This is a photo of my Grandmother's brother Sydney Simpson. Sydney was born in Ramsgate Kent England in 1897.
I knew Uncle Syd, as we called him, for he lived in Toronto and came to visit our family fairly often. But Until I saw this photo in Doris' Genealogy Box, I had no idea he had been in WW1.
A search of the online CEF (Canadian Expeditionary Force) records of soldiers in the First World War brought up the front and back of his Attestation Papers.
This was terrific to have but something that is often overlooked by researchers is that Library & Archives Canada has a nice little link called "How to consult a file on-site or order a copy of the complete file" This should not be overlooked when you find an ancestor's WW1 Attestation Papers online!
The Attestation Papers are simply the record of the soldier's signup - the date he/she enlisted, where it occured, some vital information about the individual and whether or not they were accepted and so on. But what is not online is the full file on that soldier! That file can be 2 pages. It can be 100. Most Canadian Expeditionary Force service files contain an average of 25 to 75 pages. You have no way of knowing until you order it. The cost is very reasonable and it is well worth taking the time to fill out the order form online.

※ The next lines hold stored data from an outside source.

//! Pipeline settings
//!
//! Layered with the `config` crate: built-in defaults, then an optional
//! `ocean.{toml,json,yaml}` file (or the path in `OCEAN_CONFIG`), then
//! `OCEAN__SECTION__KEY` environment variables.

use crate::models::{BoundingBox, FishingZone, RegionSpec};
use anyhow::Result;
use serde::Deserialize;
use std::collections::BTreeMap;
use std::path::{Path, PathBuf};
use tracing::warn;

/// Default ERDDAP tabledap endpoint serving Argo float profiles
pub const DEFAULT_UPSTREAM_URL: &str = "https://erddap.ifremer.fr/erddap/tabledap";

#[derive(Debug, Clone, Deserialize)]
pub struct Settings {
    #[serde(default = "default_regions")]
    pub regions: BTreeMap<String, RegionSpec>,
    #[serde(default)]
    pub data: DataSettings,
    #[serde(default)]
    pub model: ModelSettings,
    #[serde(default)]
    pub storage: StorageSettings,
}

#[derive(Debug, Clone, Deserialize)]
pub struct DataSettings {
    /// Years to fetch, each handled independently by the fallback cascade
    #[serde(default = "default_years")]
    pub years: Vec<i32>,
    #[serde(default = "default_months")]
    pub months: Vec<u32>,
    #[serde(default = "default_max_depth")]
    pub max_depth: f64,
    #[serde(default = "default_upstream_url")]
    pub upstream_url: String,
    #[serde(default = "default_request_timeout")]
    pub request_timeout_secs: u64,
}

#[derive(Debug, Clone, Deserialize)]
pub struct ModelSettings {
    #[serde(default = "default_test_size")]
    pub test_size: f64,
    #[serde(default = "default_random_state")]
    pub random_state: u64,
    #[serde(default = "default_n_estimators")]
    pub n_estimators: usize,
    /// Preferred model family; unknown or unavailable values fall back
    #[serde(default = "default_preference")]
    pub preference: String,
}

#[derive(Debug, Clone, Deserialize)]
pub struct StorageSettings {
    #[serde(default = "default_cache_dir")]
    pub cache_dir: PathBuf,
    #[serde(default = "default_model_dir")]
    pub model_dir: PathBuf,
    #[serde(default = "default_cache_expiry_days")]
    pub cache_expiry_days: i64,
}

fn default_regions() -> BTreeMap<String, RegionSpec> {
    let zone = |lat: [f64; 2], lon: [f64; 2]| FishingZone { lat, lon };
    let region = |key: &str, name: &str, bounds: [f64; 4], zones: Vec<(&str, FishingZone)>| {
        (
            key.to_string(),
            RegionSpec {
                key: key.to_string(),
                name: name.to_string(),
                bounds: BoundingBox::from(bounds),
                fishing_zones: zones
                    .into_iter()
                    .map(|(n, z)| (n.to_string(), z))
                    .collect(),
            },
        )
    };

    [
        region(
            "arabian_sea",
            "Arabian Sea",
            [50.0, 80.0, 5.0, 25.0],
            vec![
                ("Gujarat Coast", zone([20.0, 22.0], [68.0, 71.0])),
                ("Goa-Karnataka Coast", zone([13.0, 16.0], [73.0, 75.0])),
            ],
        ),
        region(
            "bay_of_bengal",
            "Bay of Bengal",
            [80.0, 100.0, 5.0, 22.0],
            vec![
                ("North Andhra Coast", zone([17.0, 19.0], [84.0, 86.0])),
                ("Odisha Coast", zone([19.0, 21.0], [86.0, 88.0])),
            ],
        ),
        region(
            "north_indian_ocean",
            "North Indian Ocean",
            [40.0, 100.0, 0.0, 30.0],
            vec![
                ("Central Indian Ocean", zone([5.0, 15.0], [60.0, 80.0])),
                ("Western Indian Ocean", zone([10.0, 20.0], [50.0, 70.0])),
            ],
        ),
    ]
    .into_iter()
    .collect()
}

fn default_years() -> Vec<i32> {
    vec![2022, 2024]
}

fn default_months() -> Vec<u32> {
    vec![6, 7, 8]
}

fn default_max_depth() -> f64 {
    2000.0
}

fn default_upstream_url() -> String {
    DEFAULT_UPSTREAM_URL.to_string()
}

fn default_request_timeout() -> u64 {
    60
}

fn default_test_size() -> f64 {
    0.2
}

fn default_random_state() -> u64 {
    42
}

fn default_n_estimators() -> usize {
    100
}

fn default_preference() -> String {
    "boosting".to_string()
}

fn default_cache_dir() -> PathBuf {
    PathBuf::from("data_cache")
}

fn default_model_dir() -> PathBuf {
    PathBuf::from("models")
}

fn default_cache_expiry_days() -> i64 {
    7
}

impl Default for DataSettings {
    fn default() -> Self {
        Self {
            years: default_years(),
            months: default_months(),
            max_depth: default_max_depth(),
            upstream_url: default_upstream_url(),
            request_timeout_secs: default_request_timeout(),
        }
    }
}

impl Default for ModelSettings {
    fn default() -> Self {
        Self {
            test_size: default_test_size(),
            random_state: default_random_state(),
            n_estimators: default_n_estimators(),
            preference: default_preference(),
        }
    }
}

impl Default for StorageSettings {
    fn default() -> Self {
        Self {
            cache_dir: default_cache_dir(),
            model_dir: default_model_dir(),
            cache_expiry_days: default_cache_expiry_days(),
        }
    }
}

impl Default for Settings {
    fn default() -> Self {
        Self {
            regions: default_regions(),
            data: DataSettings::default(),
            model: ModelSettings::default(),
            storage: StorageSettings::default(),
        }
    }
}

impl Settings {
    /// Load settings from the default file location and environment
    pub fn load() -> Result<Self> {
        let path = std::env::var("OCEAN_CONFIG").ok().map(PathBuf::from);
        Self::load_from(path.as_deref())
    }

    /// Load settings from an explicit file (if given) and environment
    pub fn load_from(path: Option<&Path>) -> Result<Self> {
        let file = match path {
            Some(p) => config::File::from(p.to_path_buf()).required(true),
            None => config::File::with_name("ocean").required(false),
        };

        let config = config::Config::builder()
            .add_source(file)
            .add_source(config::Environment::with_prefix("OCEAN").separator("__"))
            .build()?;

        let settings = config.try_deserialize::<Settings>().unwrap_or_else(|e| {
            warn!(error = %e, "Invalid pipeline settings, using defaults");
            Settings::default()
        });

        Ok(settings.normalized())
    }

    /// Fill derived fields that configuration sources leave implicit
    fn normalized(mut self) -> Self {
        for (key, region) in self.regions.iter_mut() {
            region.key = key.clone();
        }
        self.data.months.retain(|m| (1..=12).contains(m));
        self
    }

    pub fn region(&self, key: &str) -> Option<&RegionSpec> {
        self.regions.get(key)
    }

    /// Settings rooted under a scratch directory, for tests and dry runs
    pub fn with_storage_root(mut self, root: &Path) -> Self {
        self.storage.cache_dir = root.join("data_cache");
        self.storage.model_dir = root.join("models");
        self
    }
}

#[cfg(test)]
mod tests {
    use super::*;
    use std::io::Write;
    use tempfile::TempDir;

    #[test]
    fn test_default_settings() {
        let settings = Settings::default();
        assert_eq!(settings.regions.len(), 3);
        assert_eq!(settings.data.months, vec![6, 7, 8]);
        assert_eq!(settings.model.random_state, 42);
        assert_eq!(settings.storage.cache_expiry_days, 7);

        let arabian = settings.region("arabian_sea").unwrap();
        assert_eq!(arabian.bounds, BoundingBox::new(50.0, 80.0, 5.0, 25.0));
        assert_eq!(arabian.fishing_zones.len(), 2);
    }

    #[test]
    fn test_load_from_file_overrides_sections() {
        let temp_dir = TempDir::new().unwrap();
        let path = temp_dir.path().join("ocean.toml");
        let mut file = std::fs::File::create(&path).unwrap();
        writeln!(
            file,
            r#"
[model]
preference = "linear"
n_estimators = 25

[regions.test_box]
name = "Test Box"
bounds = [60.0, 70.0, 10.0, 20.0]
"#
        )
        .unwrap();

        let settings = Settings::load_from(Some(&path)).unwrap();
        assert_eq!(settings.model.preference, "linear");
        assert_eq!(settings.model.n_estimators, 25);
        assert_eq!(settings.model.random_state, 42);

        let region = settings.region("test_box").unwrap();
        assert_eq!(region.key, "test_box");
        assert_eq!(region.name, "Test Box");
        assert!(region.bounds.contains(15.0, 65.0));
    }

    #[test]
    fn test_storage_root_override() {
        let temp_dir = TempDir::new().unwrap();
        let settings = Settings::default().with_storage_root(temp_dir.path());
        assert!(settings.storage.cache_dir.starts_with(temp_dir.path()));
        assert!(settings.storage.model_dir.starts_with(temp_dir.path()));
    }
}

I have ordered dozens of WW1 CEF files for individuals. Items included are often a list of promotions or demotions, major movements (events) such as being wounded, disciplinary action, arrival in England, to the front lines, hospitalization, leave and so on. You can also see what unit the soldier was in, and if he was transferred, when he was discharged or if he died, etc.
So remember, don't overlook the value of military records in your genealogy research but more importantly be careful to ensure you have obtained the full records and not just a small portion of them!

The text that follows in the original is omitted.